MOBILE – Mobility Law Open Lab with Dimitry Kochenov
Victims of Citizenship: Feudal Statuses for Sale in the Hypocrisy Republic
Guest presenter: Professor Dimitry Vladimirovich Kochenov leads the Rule of Law Working Group at CEU Democracy Institute in Budapest and teaches at CEU Department of Legal Studies in Vienna. This year he has inter alia been awarded a EUR 1M grant from Stiftung Mercator to establish Clinical Rule of Law work at CEU. Prof. Kochenov's research focuses on the principles of law in the global context, with a special emphasis on the Rule of Law, citizenship, and the enforcement of EU values. His latest monograph, Citizenship (MIT 2019), has been translated into several languages and reviewed in NYRB. His latest edited volumes are Citizenship and Residence Sales, with K.Surak, LSE (Cambridge 2023) and Research Handbook on the Politics of Constituional Law, with M.Tushent, Harvard (EE, 2023) He taught citizenship worldwide from Princeton and Oxford to Rome, UNAM and the College of Europe and advised governments and international organizations on the matters of his academic interest.

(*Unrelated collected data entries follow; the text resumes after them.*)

impl<'a, 'r> Walker<'a, 'r> {
    fn text(&self, node: &Node) -> &'a str {
        TreeSitterProvider::node_text(node, self.source)
    }

    /// `owner` is the lexical parent: the file path or a type name.
    fn walk(&mut self, node: &Node, owner: &str, member: Option<&str>) {
        walk_tree(node, |n| self.visit(n, owner, member));
    }

    /// Handles one node and returns whether its children still need a walk.
    fn visit(&mut self, node: &Node, owner: &str, member: Option<&str>) -> bool {
        match (node.kind(), member) {
            ("using_directive", _) => self.visit_using(node),
            (kind, _) if TYPE_DECLARATIONS.contains(&kind) => self.visit_type(node, owner),
            ("method_declaration" | "constructor_declaration", _) => self.visit_method(node, owner),
            ("property_declaration", _) => self.visit_property(node, owner),
            ("invocation_expression", Some(member)) => {
                self.visit_invocation(node, member);
                return true;
            }
            ("object_creation_expression", Some(member)) => {
                if let Some(ty) = node.child_by_field_name("type") {
                    let ty = self.text(&ty);
                    self.out.type_edges(member, ty, RelationshipKind::Uses, TreeSitterProvider::node_line(node));
                }
                return true;
            }
            ("throw_statement" | "throw_expression", Some(member)) => {
                let created = TreeSitterProvider::child_of_kind(node, "object_creation_expression")
                    .and_then(|c| c.child_by_field_name("type"));
                if let Some(ty) = created {
                    let thrown = base_name(self.text(&ty));
                    self.out.edge(member, thrown, RelationshipKind::Throws, TreeSitterProvider::node_line(node));
                }
                return true;
            }
            ("catch_declaration", Some(member)) => {
                if let Some(ty) = node.child_by_field_name("type") {
                    let caught = base_name(self.text(&ty));
                    self.out.edge(member, caught, RelationshipKind::Catches, TreeSitterProvider::node_line(node));
                }
            }
            _ => return true,
        }
        false
    }

    fn walk_children(&mut self, node: &Node, owner: &str, member: Option<&str>) {
        let mut cursor = node.walk();
        for child in node.children(&mut cursor) {
            self.walk(&child, owner, member);
        }
    }

    fn visit_using(&mut self, node: &Node) {
        let text = self.text(node).trim().trim_end_matches(';');
        let text = text.strip_prefix("global").unwrap_or(text).trim_start();
        let text = text.strip_prefix("using").unwrap_or(text).trim_start();
        let text = text.strip_prefix("static ").unwrap_or(text).trim();
        let target = text.rsplit('=').next().unwrap_or(text).trim();
        if !target.is_empty() {
            let path = self.out.path;
            self.out.edge(path, target, RelationshipKind::Imports, TreeSitterProvider::node_line(node));
        }
    }

    fn attributes(&mut self, decl: &Node, owner: &str) {
        for list in TreeSitterProvider::children_of_kind(decl, "attribute_list") {
            for attribute in TreeSitterProvider::children_of_kind(&list, "attribute") {
                let Some(name) = attribute.child_by_field_name("name") else {
                    continue;
                };
                let name = self.text(&name);
                let name = name.strip_suffix("Attribute").unwrap_or(name);
                self.out.edge(owner, name, RelationshipKind::HasAttribute, TreeSitterProvider::node_line(&attribute));
            }
        }
    }

    /// Element for a declaration with content, signature, doc summary and modifiers.
    fn declaration(&self, kind: ElementKind, name: &str, node: &Node) -> CodeElement {
        let mut element = self
            .out
            .element(kind, name, TreeSitterProvider::node_line(node))
            .with_content(self.text(node))
            .with_signature(TreeSitterProvider::signature(node, self.source))
            .with_metadata("end_line", TreeSitterProvider::node_end_line(node));
        for modifier in TreeSitterProvider::children_of_kind(node, "modifier") {
            element.add_tag(self.text(&modifier));
        }
        if let Some(summary) = extract_doc_comment(node, self.source) {
            element = element.with_summary(summary);
        }
        element
    }

    fn base_list<'t>(&self, decl: &Node<'t>) -> Vec<Node<'t>> {
        let list = TreeSitterProvider::field(decl, &["bases"])
            .or_else(|| TreeSitterProvider::child_of_kind(decl, "base_list"));
        let Some(list) = list else {
            return Vec::new();
        };
        let mut cursor = list.walk();
        let bases = list.named_children(&mut cursor).collect();
        bases
    }

    /// Dotted name of the namespaces enclosing `node`, outermost first.
    fn namespace_of(&self, node: &Node) -> Option<String> {
        let mut names = Vec::new();
        let mut file_scoped = false;
        let mut current = node.parent();
        while let Some(ancestor) = current {
            match ancestor.kind() {
                "namespace_declaration" | "file_scoped_namespace_declaration" => {
                    file_scoped |= ancestor.kind() == "file_scoped_namespace_declaration";
                    if let Some(name) = ancestor.child_by_field_name("name") {
                        names.push(self.text(&name));
                    }
                }
                // newer grammars make the file-scoped namespace a sibling of the types
                "compilation_unit" if !file_scoped => {
                    let scoped = TreeSitterProvider::child_of_kind(&ancestor, "file_scoped_namespace_declaration")
                        .and_then(|n| n.child_by_field_name("name"));
                    if let Some(name) = scoped {
                        names.push(self.text(&name));
                    }
                }
                _ => {}
            }
            current = ancestor.parent();
        }
        if names.is_empty() {
            return None;
        }
        names.reverse();
        Some(names.join("."))
    }

    fn visit_type(&mut self, node: &Node, owner: &str) {
        let Some(name_node) = node.child_by_field_name("name") else {
            return;
        };
        let name = self.out.qualify(owner, self.text(&name_node));
        let is_interface = node.kind() == "interface_declaration";
        let kind = if is_interface {
            ElementKind::Interface
        } else {
            ElementKind::Class
        };

        let mut element = self
            .declaration(kind, &name, node)
            .with_tag(node.kind().trim_end_matches("_declaration"));
        if let Some(namespace) = self.namespace_of(node) {
            element = element.with_metadata("namespace", namespace);
        }
        self.out.define(owner, element);
        self.attributes(node, &name);

        if node.kind() != "enum_declaration" {
            for base in self.base_list(node) {
                // primary-constructor bases carry their argument list
                let base_text = match base.kind() {
                    "primary_constructor_base_type" => base
                        .child_by_field_name("type")
                        .map(|t| self.text(&t))
                        .unwrap_or_else(|| self.text(&base)),
                    _ => self.text(&base),
                };
                let target = base_name(base_text);
                let relation = if !is_interface && is_interface_name(target) {
                    RelationshipKind::Implements
                } else {
                    RelationshipKind::Inherits
                };
                let line = TreeSitterProvider::node_line(&base);
                self.out.edge(&name, target, relation, line);
                for arg in split_type(base_text, TypeSystem::CSharp).generic_args {
                    self.out.edge(&name, &arg, RelationshipKind::UsesGeneric, line);
                }
            }
        }

        if let Some(body) = node.child_by_field_name("body") {
            self.walk_children(&body, &name, None);
        }
    }

    fn visit_method(&mut self, node: &Node, owner: &str) {
        let Some(name_node) = node.child_by_field_name("name") else {
            return;
        };
        let name = self.out.qualify(owner, self.text(&name_node));
        let line = TreeSitterProvider::node_line(node);
        let is_constructor = node.kind() == "constructor_declaration";

        let mut element = self.declaration(ElementKind::Method, &name, node);
        if is_constructor {
            element.add_tag("constructor");
        }
        self.out.define(owner, element);
        self.attributes(node, &name);

        if let Some(params) = node.child_by_field_name("parameters") {
            for param in TreeSitterProvider::children_of_kind(&params, "parameter") {
                let Some(ty) = param.child_by_field_name("type") else {
                    continue;
                };
                let type_text = self.text(&ty);
                let param_name = param
                    .child_by_field_name("name")
                    .map(|n| self.text(&n))
                    .unwrap_or_default();
                let param_line = TreeSitterProvider::node_line(&param);
                self.out.type_edges(&name, type_text, RelationshipKind::AcceptsType, param_line);

                if is_constructor {
                    self.injection(owner, type_text, param_name, param_line);
                }
            }
        }

        if let Some(returns) = TreeSitterProvider::field(node, &["returns", "type"]) {
            let returns = self.text(&returns);
            self.out.type_edges(&name, returns, RelationshipKind::ReturnsType, line);
        }

        let body_id = node.child_by_field_name("body").map(|b| b.id());
        let mut cursor = node.walk();
        for child in node.children(&mut cursor) {
            if child.kind() == "arrow_expression_clause" || Some(child.id()) == body_id {
                self.walk(&child, owner, Some(&name));
            }
        }
    }

    /// Constructor parameter as an `Injects` edge from the owning type.
    fn injection(&mut self, owner: &str, type_text: &str, param_name: &str, line: usize) {
        let Some(injected) = split_type(type_text, TypeSystem::CSharp).outer else {
            return;
        };
        let is_interface = is_interface_name(&injected);
        self.out
            .edge(owner, &injected, RelationshipKind::Injects, line)
            .properties
            .extend([
                ("parameter".to_string(), param_name.into()),
                ("is_interface".to_string(), is_interface.into()),
            ]);
        self.out.add_dependency(owner, &injected);
    }

    fn visit_property(&mut self, node: &Node, owner: &str) {
        let Some(name_node) = node.child_by_field_name("name") else {
            return;
        };
        let name = self.out.qualify(owner, self.text(&name_node));
        let line = TreeSitterProvider::node_line(node);

        let element = self.declaration(ElementKind::Property, &name, node);
        self.out.define(owner, element);
        self.attributes(node, &name);

        if let Some(ty) = node.child_by_field_name("type") {
            let ty = self.text(&ty);
            self.out.type_edges(&name, ty, RelationshipKind::HasType, line);
        }

        let mut cursor = node.walk();
        for child in node.children(&mut cursor) {
            if matches!(child.kind(), "accessor_list" | "arrow_expression_clause") {
                self.walk(&child, owner, Some(&name));
            }
        }
    }

    fn visit_invocation(&mut self, node: &Node, member: &str) {
        let Some(function) = node.child_by_field_name("function") else {
            return;
        };

        let (callee, receiver) = match function.kind() {
            "member_access_expression" => (
                function.child_by_field_name("name").map(|n| self.text(&n)),
                function.child_by_field_name("expression").map(|e| self.text(&e)),
            ),
            "identifier" | "generic_name" => (Some(self.text(&function)), None),
            _ => (None, None),
        };
        let Some(callee) = callee.map(base_name).filter(|c| !c.is_empty()) else {
            return;
        };

        let edge = self
            .out
            .edge(member, callee, RelationshipKind::Calls, TreeSitterProvider::node_line(node));
        if let Some(receiver) = receiver {
            edge.properties.insert("receiver".to_string(), receiver.into());
        }
    }
}
impl<'a, 'r> Walker<'a, 'r> {
    fn new(content: &'a str, out: Emitter<'a, 'r>) -> Self {
        let raw: Vec<&str> = content.lines().collect();
        let code = raw.iter().map(|l| code_only(l, "//").trim().to_string()).collect();
        let docs = raw.iter().map(|l| l.trim().to_string()).collect();
        Self { raw, code, docs, out }
    }

    /// Code of line `idx` with leading annotations removed.
    fn declaration_text(&self, idx: usize) -> &str {
        let mut text = self.code[idx].as_str();
        while let Some(m) = ANNOTATION.find(text) {
            text = &text[m.end()..];
        }
        text
    }

    /// Split lines `[start, end)` into top-level declarations; bodies are
    /// skipped.
    fn members(&self, start: usize, end: usize, class: Option<&str>) -> Vec<Member> {
        let mut members = Vec::new();
        let mut attributes = Vec::new();
        let mut idx = start;

        while idx < end {
            let code = self.code[idx].as_str();
            if code.is_empty() {
                idx += 1;
                continue;
            }
            let mut rest = code;
            while let Some(cap) = ANNOTATION.captures(rest) {
                attributes.push((cap[1].to_string(), idx + 1));
                rest = &rest[cap[0].len()..];
            }
            if rest.trim().is_empty() {
                idx += 1;
                continue;
            }

            let decl = if let Some(cap) = IMPORT.captures(self.raw[idx].trim()) {
                Some(Decl::Import(cap[1].to_string()))
            } else if TYPE_DECL.is_match(rest) {
                Some(Decl::Type)
            } else if class.is_some_and(|c| is_constructor(rest, c)) {
                Some(Decl::Constructor)
            } else if GETTER.is_match(rest) {
                Some(Decl::Getter)
            } else if METHOD
                .captures(rest)
                .is_some_and(|cap| !NOT_METHODS.contains(&&cap[3]) && cap.get(2).map_or(true, |t| !NOT_METHODS.contains(&t.as_str())))
            {
                Some(Decl::Method)
            } else if class.is_some() && FIELD.is_match(rest) {
                Some(Decl::Field)
            } else {
                None
            };

            let block_end = brace_block_end(&self.code, idx).min(end.saturating_sub(1)).max(idx);
            match decl {
                Some(decl) => {
                    let attributes = std::mem::take(&mut attributes);
                    let member_end = match decl {
                        Decl::Import(_) => idx,
                        _ => block_end,
                    };
                    members.push(Member {
                        decl,
                        start: idx,
                        end: member_end,
                        attributes,
                    });
                    idx = member_end + 1;
                }
                None => {
                    attributes.clear();
                    idx = block_end + 1;
                }
            }
        }
        members
    }

    /// Walk lines `[start, end)` owned by `owner` (the file or a type).
    fn walk_range(&mut self, start: usize, end: usize, owner: &str) {
        let class = (owner != self.out.path).then(|| owner.rsplit('.').next().unwrap_or(owner).to_string());
        let members = self.members(start, end, class.as_deref());

        // fields first so `this.field` constructor parameters resolve
        let mut fields = HashMap::new();
        for member in members.iter().filter(|m| matches!(m.decl, Decl::Field)) {
            if let Some((name, ty)) = self.visit_field(member, owner) {
                fields.insert(name, ty);
            }
        }

        for member in &members {
            match &member.decl {
                Decl::Import(module) => {
                    let path = self.out.path;
                    self.out.edge(path, module, RelationshipKind::Imports, member.start + 1);
                }
                Decl::Type => self.visit_type(member, owner),
                Decl::Constructor => self.visit_method(member, owner, true, &fields),
                Decl::Getter => self.visit_getter(member, owner),
                Decl::Method => self.visit_method(member, owner, false, &fields),
                Decl::Field => {}
            }
        }
    }

    fn define(&mut self, kind: ElementKind, name: &str, member: &Member, owner: &str) -> usize {
        let end = member.end;
        let mut element = self
            .out
            .element(kind, name, member.start + 1)
            .with_content(self.raw[member.start..=end].join("\n"))
            .with_signature(self.declaration_text(member.start).trim_end_matches('{').trim())
            .with_metadata("end_line", end + 1);
        if let Some(summary) = doc_above(&self.docs, member.start, "///") {
            element = element.with_summary(summary);
        }
        self.out.define(owner, element);
        for (attribute, line) in &member.attributes {
            self.out.edge(name, attribute, RelationshipKind::HasAttribute, *line);
        }
        self.out.result.elements.len() - 1
    }

    fn visit_type(&mut self, member: &Member, owner: &str) {
        let text = self.declaration_text(member.start).to_string();
        let Some(cap) = TYPE_DECL.captures(&text) else {
            return;
        };
        let keyword = &cap[2];
        let simple = match &cap[3] {
            "" | "on" => "extension",
            name => name,
        };
        let name = self.out.qualify(owner, simple);
        let is_interface = cap[1].split_whitespace().any(|m| m == "interface");
        let kind = if is_interface {
            ElementKind::Interface
        } else {
            ElementKind::Class
        };
        let element = self.define(kind, &name, member, owner);
        for modifier in cap[1].split_whitespace() {
            self.out.result.elements[element].add_tag(modifier);
        }
        if keyword != "class" {
            self.out.result.elements[element].add_tag(keyword);
        }

        let line = member.start + 1;
        let heritage = if cap[3].is_empty() || &cap[3] == "on" {
            format!("on {}", &cap[4])
        } else {
            cap[4].to_string()
        };
        for (keyword_of_clause, list) in heritage_clauses(&heritage) {
            let relation = match keyword_of_clause {
                "extends" => RelationshipKind::Inherits,
                "on" if keyword == "extension" => RelationshipKind::Uses,
                "on" => RelationshipKind::Inherits,
                _ => RelationshipKind::Implements,
            };
            for base in split_commas(list) {
                let target = base_name(base);
                if target.is_empty() {
                    continue;
                }
                let edge = self.out.edge(&name, target, relation, line);
                if keyword_of_clause == "with" {
                    edge.properties.insert("mixin".to_string(), true.into());
                }
                for arg in split_type(base, TypeSystem::Dart).generic_args {
                    self.out.edge(&name, &arg, RelationshipKind::UsesGeneric, line);
                }
            }
        }

        if member.end > member.start {
            self.walk_range(member.start + 1, member.end, &name);
        }
    }

    fn visit_field(&mut self, member: &Member, owner: &str) -> Option<(String, String)> {
        let text = self.declaration_text(member.start).to_string();
        let cap = FIELD.captures(&text)?;
        let simple = cap[3].to_string();
        let name = self.out.qualify(owner, &simple);
        let element = self.define(ElementKind::Property, &name, member, owner);
        for modifier in cap[1].split_whitespace() {
            self.out.result.elements[element].add_tag(modifier);
        }
        let ty = cap.get(2).map(|t| t.as_str().to_string())?;
        self.out.type_edges(&name, &ty, RelationshipKind::HasType, member.start + 1);
        Some((simple, ty))
    }

    fn visit_getter(&mut self, member: &Member, owner: &str) {
        let text = self.declaration_text(member.start).to_string();
        let Some(cap) = GETTER.captures(&text) else {
            return;
        };
        let name = self.out.qualify(owner, &cap[2]);
        let element = self.define(ElementKind::Property, &name, member, owner);
        self.out.result.elements[element].add_tag("getter");
        if let Some(ty) = cap.get(1) {
            self.out.type_edges(&name, ty.as_str(), RelationshipKind::HasType, member.start + 1);
        }
        let body = self.body_after(member, text.find("get").unwrap_or(0));
        self.body(&body, &name, member.start + 1);
    }

    fn visit_method(&mut self, member: &Member, owner: &str, is_constructor: bool, fields: &HashMap<String, String>) {
        let (signature, params_close) = self.signature(member);
        let text = self.declaration_text(member.start).to_string();
        let line = member.start + 1;

        let (simple, returns, modifiers) = if is_constructor {
            let after = strip_prefixes(&text, &["const ", "factory ", "external "]);
            let ctor = after.split('(').next().unwrap_or(after).trim();
            (ctor.to_string(), None, Vec::new())
        } else {
            let Some(cap) = METHOD.captures(&text) else {
                return;
            };
            let modifiers = cap[1].split_whitespace().map(str::to_string).collect();
            (cap[3].to_string(), cap.get(2).map(|t| t.as_str().to_string()), modifiers)
        };
        let name = self.out.qualify(owner, &simple);
        let element = self.define(ElementKind::Method, &name, member, owner);
        let body = self.body_after(member, params_close);
        {
            let is_function = owner == self.out.path;
            let element = &mut self.out.result.elements[element];
            for modifier in modifiers {
                element.add_tag(modifier);
            }
            if is_constructor {
                element.add_tag("constructor");
            }
            if is_function {
                element.add_tag("function");
            }
            if body.trim_start().starts_with("async") {
                element.add_tag("async");
            }
        }

        let params_open = signature.find('(').unwrap_or(0);
        // named `{}` and optional `[]` sections flatten into the list
        let params = signature
            .get(params_open + 1..params_close.saturating_sub(1))
            .unwrap_or_default()
            .replace(['{', '}', '[', ']'], " ");
        for param in split_commas(&params) {
            let Some((param_name, ty)) = parameter(param, fields) else {
                continue;
            };
            let outer = self.out.type_edges(&name, &ty, RelationshipKind::AcceptsType, line);
            if let (true, Some(injected)) = (is_constructor, outer) {
                self.out
                    .edge(owner, &injected, RelationshipKind::Injects, line)
                    .properties
                    .insert("parameter".to_string(), param_name.into());
                self.out.add_dependency(owner, &injected);
            }
        }

        if let Some(returns) = returns {
            self.out.type_edges(&name, &returns, RelationshipKind::ReturnsType, line);
        }

        self.body(&body, &name, line);
    }

    /// Declaration text from its first line to the parameter list's closing
    /// parenthesis, and the offset just past that parenthesis.
    fn signature(&self, member: &Member) -> (String, usize) {
        let mut text = String::new();
        let mut depth = 0i32;
        let mut seen = false;
        for idx in member.start..=member.end {
            let line = if idx == member.start {
                self.declaration_text(idx)
            } else {
                self.code[idx].as_str()
            };
            for ch in line.chars() {
                text.push(ch);
                match ch {
                    '(' => {
                        depth += 1;
                        seen = true;
                    }
                    ')' => {
                        depth -= 1;
                        if seen && depth == 0 {
                            let close = text.len();
                            return (text, close);
                        }
                    }
                    _ => {}
                }
            }
            text.push(' ');
        }
        let len = text.len();
        (text, len)
    }

    /// Member code after byte `offset` of its declaration text.
    fn body_after(&self, member: &Member, offset: usize) -> String {
        let mut body = String::new();
        for idx in member.start..=member.end {
            let line = if idx == member.start {
                self.declaration_text(idx)
            } else {
                self.code[idx].as_str()
            };
            body.push_str(line);
            body.push('\n');
        }
        body.get(offset..).unwrap_or_default().to_string()
    }

    fn body(&mut self, body: &str, member: &str, first_line: usize) {
        for (offset, line) in body.lines().enumerate() {
            let line_number = first_line + offset;
            if let Some(cap) = THROW.captures(line) {
                self.out.edge(member, base_name(&cap[1]), RelationshipKind::Throws, line_number);
            }
            for cap in ON_CATCH.captures_iter(line) {
                self.out.edge(member, &cap[1], RelationshipKind::Catches, line_number);
            }
            for cap in NEW_OBJECT.captures_iter(line) {
                self.out.type_edges(member, &cap[1], RelationshipKind::Uses, line_number);
            }
            for (callee, receiver) in calls(line, KEYWORDS) {
                let constructs = receiver.is_none()
                    && callee
                        .trim_start_matches('_')
                        .chars()
                        .next()
                        .is_some_and(|c| c.is_ascii_uppercase());
                if constructs {
                    self.out.type_edges(member, callee, RelationshipKind::Uses, line_number);
                    continue;
                }
                let edge = self.out.edge(member, callee, RelationshipKind::Calls, line_number);
                if let Some(receiver) = receiver {
                    edge.properties.insert("receiver".to_string(), receiver.into());
                }
            }
        }
    }
}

Presentation: Professor Dimitry Vladimirovich Kochenov will introduce the concept of ‘victims of citizenship’, encompassing the majority of the world’s population for whom citizenship is a set of liabilities and obstacles rather than a bundle of rights, who are caged in spaces of no opportunity by border-crossing and visa rules designed to keep them out of the ‘First World’, and who thus find themselves on the ‘other side’ of the concept of citizenship, with its racist Western façade of equality, political self-determination and rights.
The global status quo that citizenship is there to perpetuate does not work in the victims’ favour: they are kept out for others to be ‘free’. The whole point of citizenship is to perpetuate the victims of citizenship exclusion from dignity and rights without any justification defensible in terms of the values officially underpinning any modern constitutional system: a passport apartheid.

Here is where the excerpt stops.